UPDATE: DECEMBER 20, 2017
At last night’s board meeting, the board announced the renewal of the garage management contract with SP+. It’s either a two or three year deal – I can’t remember which one. But the board announced State Parkway’s property supervisor was able to obtain some $15.5K, or almost 2.5%, in concessions from SP+. However, with the projected 2018 garage operations shortfall still being 23.15% higher than what was budgeted in 2017, concessions are just a drop in the bucket.
ORIGINAL POST: DECEMBER 13, 2017
The board announced there will be a special board meeting next Tuesday for the purpose of awarding the garage management contract. The current contract with SP+ expires on December 31, 2017, or just 12 days after the special meeting.

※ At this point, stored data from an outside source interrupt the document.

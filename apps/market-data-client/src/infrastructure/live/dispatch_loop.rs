//! Dispatch Loop
//!
//! The single task that owns the live client's [`DataDispatcher`]. Registry
//! commands and published messages share one bounded queue, so a handler
//! registered before its wire subscribe sees every message published after
//! it, and a handler removed after its wire unsubscribe still sees every
//! message that was already queued.

use std::sync::Arc;

use async_trait::async_trait;
use tokio::sync::{mpsc, oneshot};
use tokio_util::sync::CancellationToken;

use crate::application::ports::{DataSerializer, DeliverySink, InboundMessage, InstrumentSerializer};
use crate::application::services::{DataDispatcher, Registration};
use crate::domain::cache::ObjectCache;
use crate::domain::market::{BarType, Instrument, ModelError, Symbol};
use crate::domain::subscription::{ChannelKind, InterestChange, Topic};
use crate::infrastructure::metrics::{self, DropReason};

/// Subscription keys with handlers, at one point in the queue.
#[derive(Debug, Clone, Default, PartialEq, Eq)]
pub struct SubscriptionSnapshot {
    /// Symbols with tick handlers.
    pub ticks: Vec<Symbol>,
    /// Bar types with bar handlers.
    pub bars: Vec<BarType>,
    /// Symbols with instrument handlers.
    pub instruments: Vec<Symbol>,
}

/// Messages consumed by the dispatch loop.
#[derive(Debug)]
pub enum DispatchMessage {
    /// Add a handler; replies with the interest change, if any.
    Register(Registration, oneshot::Sender<Option<InterestChange>>),
    /// Report what removing a handler would do.
    Probe(Registration, oneshot::Sender<Option<InterestChange>>),
    /// Remove a handler; replies with the interest change, if any.
    Deregister(Registration, oneshot::Sender<Option<InterestChange>>),
    /// Clear handlers, aggregators and caches; replies with the topics that
    /// were active.
    Reset(oneshot::Sender<Vec<Topic>>),
    /// Report subscribed keys.
    Snapshot(oneshot::Sender<SubscriptionSnapshot>),
    /// A message published on a subscriber channel.
    Deliver(ChannelKind, InboundMessage),
    /// An instrument definition obtained by request.
    Instrument(Instrument),
}

/// Forwards one subscriber channel's messages onto the dispatch queue.
#[derive(Debug, Clone)]
pub struct QueueSink {
    channel: ChannelKind,
    queue: mpsc::Sender<DispatchMessage>,
}

impl QueueSink {
    /// Create a sink tagging messages with `channel`.
    #[must_use]
    pub const fn new(channel: ChannelKind, queue: mpsc::Sender<DispatchMessage>) -> Self {
        Self { channel, queue }
    }
}

#[async_trait]
impl DeliverySink for QueueSink {
    async fn deliver(&self, message: InboundMessage) -> bool {
        metrics::record_message_received(self.channel);
        self.queue
            .send(DispatchMessage::Deliver(self.channel, message))
            .await
            .is_ok()
    }
}

/// State owned by the dispatch task.
pub struct DispatchLoop {
    dispatcher: DataDispatcher,
    symbols: Arc<ObjectCache<Symbol, ModelError>>,
    bar_types: Arc<ObjectCache<BarType, ModelError>>,
    data: Arc<dyn DataSerializer>,
    instruments: Arc<dyn InstrumentSerializer>,
}

impl DispatchLoop {
    /// Create a loop with an empty dispatcher.
    #[must_use]
    pub fn new(
        symbols: Arc<ObjectCache<Symbol, ModelError>>,
        bar_types: Arc<ObjectCache<BarType, ModelError>>,
        data: Arc<dyn DataSerializer>,
        instruments: Arc<dyn InstrumentSerializer>,
    ) -> Self {
        Self {
            dispatcher: DataDispatcher::new(),
            symbols,
            bar_types,
            data,
            instruments,
        }
    }

    /// Process messages until cancelled or every sender is gone.
    pub async fn run(
        mut self,
        mut queue: mpsc::Receiver<DispatchMessage>,
        cancel: CancellationToken,
    ) {
        tracing::debug!("Dispatch loop started");
        loop {
            tokio::select! {
                () = cancel.cancelled() => break,
                message = queue.recv() => {
                    let Some(message) = message else { break };
                    self.handle(message);
                }
            }
        }
        tracing::debug!("Dispatch loop stopped");
    }

    fn handle(&mut self, message: DispatchMessage) {
        match message {
            DispatchMessage::Register(registration, reply) => {
                let _ = reply.send(self.dispatcher.register(registration));
            }
            DispatchMessage::Probe(registration, reply) => {
                let _ = reply.send(self.dispatcher.probe_release(&registration));
            }
            DispatchMessage::Deregister(registration, reply) => {
                let _ = reply.send(self.dispatcher.deregister(&registration));
            }
            DispatchMessage::Reset(reply) => {
                let active = self.dispatcher.active_topics();
                self.dispatcher.reset();
                self.symbols.clear();
                self.bar_types.clear();
                let _ = reply.send(active);
            }
            DispatchMessage::Snapshot(reply) => {
                let _ = reply.send(SubscriptionSnapshot {
                    ticks: self.dispatcher.subscribed_ticks(),
                    bars: self.dispatcher.subscribed_bars(),
                    instruments: self.dispatcher.subscribed_instruments(),
                });
            }
            DispatchMessage::Deliver(channel, message) => self.deliver(channel, &message),
            DispatchMessage::Instrument(instrument) => self.deliver_instrument(&instrument),
        }
    }

    fn deliver(&mut self, channel: ChannelKind, message: &InboundMessage) {
        match channel {
            ChannelKind::Ticks => {
                let Ok(symbol) = self.symbols.get(&message.topic) else {
                    drop_message(channel, DropReason::BadTopic, &message.topic);
                    return;
                };
                let tick = match self.data.deserialize_tick(&symbol, &message.payload) {
                    Ok(tick) => tick,
                    Err(e) => {
                        tracing::warn!(topic = %message.topic, error = %e, "Undecodable tick");
                        metrics::record_message_dropped(channel, DropReason::BadPayload);
                        return;
                    }
                };

                let fanout = self.dispatcher.route_tick(&tick);
                if fanout.is_empty() {
                    metrics::record_message_dropped(channel, DropReason::NoHandlers);
                }
                fanout.deliver(&tick);
            }
            ChannelKind::Bars => {
                let Ok(bar_type) = self.bar_types.get(&message.topic) else {
                    drop_message(channel, DropReason::BadTopic, &message.topic);
                    return;
                };
                let bar = match self.data.deserialize_bar(&bar_type, &message.payload) {
                    Ok(bar) => bar,
                    Err(e) => {
                        tracing::warn!(topic = %message.topic, error = %e, "Undecodable bar");
                        metrics::record_message_dropped(channel, DropReason::BadPayload);
                        return;
                    }
                };

                let handlers = self.dispatcher.route_bar(&bar);
                if handlers.is_empty() {
                    metrics::record_message_dropped(channel, DropReason::NoHandlers);
                }
                for handler in handlers {
                    handler.call(&bar);
                }
            }
            ChannelKind::Instruments => {
                match self.instruments.deserialize_instrument(&message.payload) {
                    Ok(instrument) => self.deliver_instrument(&instrument),
                    Err(e) => {
                        tracing::warn!(
                            topic = %message.topic,
                            error = %e,
                            "Undecodable instrument"
                        );
                        metrics::record_message_dropped(channel, DropReason::BadPayload);
                    }
                }
            }
        }
    }

    fn deliver_instrument(&self, instrument: &Instrument) {
        let handlers = self.dispatcher.route_instrument(instrument);
        if handlers.is_empty() {
            metrics::record_message_dropped(ChannelKind::Instruments, DropReason::NoHandlers);
        }
        for handler in handlers {
            handler.call(instrument);
        }
    }
}

fn drop_message(channel: ChannelKind, reason: DropReason, topic: &str) {
    tracing::warn!(topic, channel = channel.as_str(), "Unparsable topic");
    metrics::record_message_dropped(channel, reason);
}

#[cfg(test)]
mod tests {
    use std::sync::atomic::{AtomicUsize, Ordering};

    use chrono::Utc;
    use rust_decimal_macros::dec;

    use super::*;
    use crate::domain::market::Tick;
    use crate::domain::subscription::HandlerRef;
    use crate::infrastructure::wire::JsonCodec;

    fn dispatch_loop() -> DispatchLoop {
        let codec = Arc::new(JsonCodec::new());
        DispatchLoop::new(
            Arc::new(ObjectCache::new("symbols", str::parse::<Symbol>)),
            Arc::new(ObjectCache::new("bar_types", str::parse::<BarType>)),
            codec.clone(),
            codec,
        )
    }

    fn tick_payload() -> Vec<u8> {
        let tick = Tick {
            symbol: "EUR/USD.FXCM".parse().unwrap(),
            bid: dec!(1.1),
            ask: dec!(1.2),
            bid_size: dec!(1),
            ask_size: dec!(1),
            timestamp: Utc::now(),
        };
        JsonCodec::new().serialize_tick(&tick).unwrap()
    }

    #[test]
    fn delivers_to_registered_handler() {
        let mut state = dispatch_loop();
        let counter = Arc::new(AtomicUsize::new(0));
        let seen = Arc::clone(&counter);
        let (tx, _rx) = oneshot::channel();
        state.handle(DispatchMessage::Register(
            Registration::Ticks {
                symbol: "EUR/USD.FXCM".parse().unwrap(),
                handler: HandlerRef::new(move |_: &Tick| {
                    seen.fetch_add(1, Ordering::SeqCst);
                }),
            },
            tx,
        ));

        let message = InboundMessage {
            topic: "EUR/USD.FXCM".to_string(),
            payload: tick_payload(),
        };
        state.handle(DispatchMessage::Deliver(ChannelKind::Ticks, message));

        assert_eq!(counter.load(Ordering::SeqCst), 1);
        assert_eq!(state.symbols.len(), 1);
    }

    #[test]
    fn bad_topic_and_payload_are_dropped() {
        let mut state = dispatch_loop();
        state.handle(DispatchMessage::Deliver(
            ChannelKind::Ticks,
            InboundMessage {
                topic: "no-venue".to_string(),
                payload: tick_payload(),
            },
        ));
        state.handle(DispatchMessage::Deliver(
            ChannelKind::Ticks,
            InboundMessage {
                topic: "EUR/USD.FXCM".to_string(),
                payload: b"garbage".to_vec(),
            },
        ));
        assert!(state.symbols.keys().contains(&"EUR/USD.FXCM".to_string()));
    }

    #[test]
    fn reset_reports_active_topics_and_clears_caches() {
        let mut state = dispatch_loop();
        let (tx, _rx) = oneshot::channel();
        state.handle(DispatchMessage::Register(
            Registration::Instrument {
                symbol: "EUR/USD.FXCM".parse().unwrap(),
                handler: HandlerRef::new(|_: &Instrument| {}),
            },
            tx,
        ));
        state.symbols.get("EUR/USD.FXCM").unwrap();

        let (tx, mut rx) = oneshot::channel();
        state.handle(DispatchMessage::Reset(tx));

        let topics = rx.try_recv().unwrap();
        assert_eq!(topics, vec![Topic::new(ChannelKind::Instruments, "EUR/USD.FXCM")]);
        assert!(state.symbols.is_empty());
    }
}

For most of the past decade, the board has largely sat on its hands when it comes to garage operations. The board didn’t seem to care when State Parkway’s garage lost parkers or the fact that the garage was getting filthier by the day. More importantly, State Parkway didn’t seem to care when garage parkers had complaints about poor garage service. In fact, the board’s favorite mantra after it was revealed that non-exempt garage operating revenues were not being reported to the IRS, was “We don’t run the garage.” Not running the garage is not a defense to the willful filing of false federal and state income taxes in order to evade payment of taxes. The irony is maybe the defendants will be sentenced to a prison where they make license plates.
The problem with the board’s handling of the garage is it simply passes the soaring garage operations losses on to unit owners. That’s right, poor management and oversight led to even higher assessments. Garage operations and annual reserve contributions are the two largest line items in State Parkway’s annual budget that is making de-conversion (back to apartments) a reality.

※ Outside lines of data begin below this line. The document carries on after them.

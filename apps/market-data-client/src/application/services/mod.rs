//! Application Services
//!
//! Logic shared by the live and backtest data clients.

mod dispatcher;
mod requests;

pub use dispatcher::{BarSource, DataDispatcher, Registration, TickFanout};
pub use requests::{check_range, query_limit};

Will the Association finally replace SP+ with another garage management company? If it does, SP+ true losses will be disclosed in State Parkway’s 2017 Audited Financial Statements. That is, the Association won’t be able to “fail to accrue” unrecorded garage liabilities after December 31, 2017. If it doesn’t, it’ll be business as usual at State Parkway.
Regardless of who gets the new garage management contract, SP+ should be ordered to pay for damages in the garage ever since it assumed control of garage operations through December 31, 2017. Going forward, the board should hold the garage accountable for damages in the garage that are either self-reported or uncovered through an annual inspection. Otherwise, unit owners will be left holding the bag for damages such as fixing the track for the overhead fire garage door on the ramp between the first and second floor, as well as damage to the locker room. Fresh paint should be applied to the parking columns after each annual inspection. More importantly, garage personnel must be held accountable for any and/or all sub-standard professional services. Garage personnel caught stealing and/or lying should be summarily fired. Shortly after my family and I moved in at State Parkway in September 2003, the garage denied damaging my mother’s car. And the Association falsely accused me of leaving my mother’s car parked in the front loading zone for hours where a passing car hit my mother’s car. My appeal was denied. But with the help of a neighbor’s security video, we were able to not only refute the false allegations but got the garage to admit liability for the massive damage to the front of my mother’s car during its very brief stay in the garage.
I haven’t seen the current garage management contract but I believe it may require more than 2 weeks notice of a non-renewal. Should that be the case, I expect State Parkway to renew its current garage operations contract with SP+ at the upcoming special board meeting. We need a garage operator that will accept responsibility for 1) the loss of garage parking revenue; 2) employee misconduct; and 3) property damage.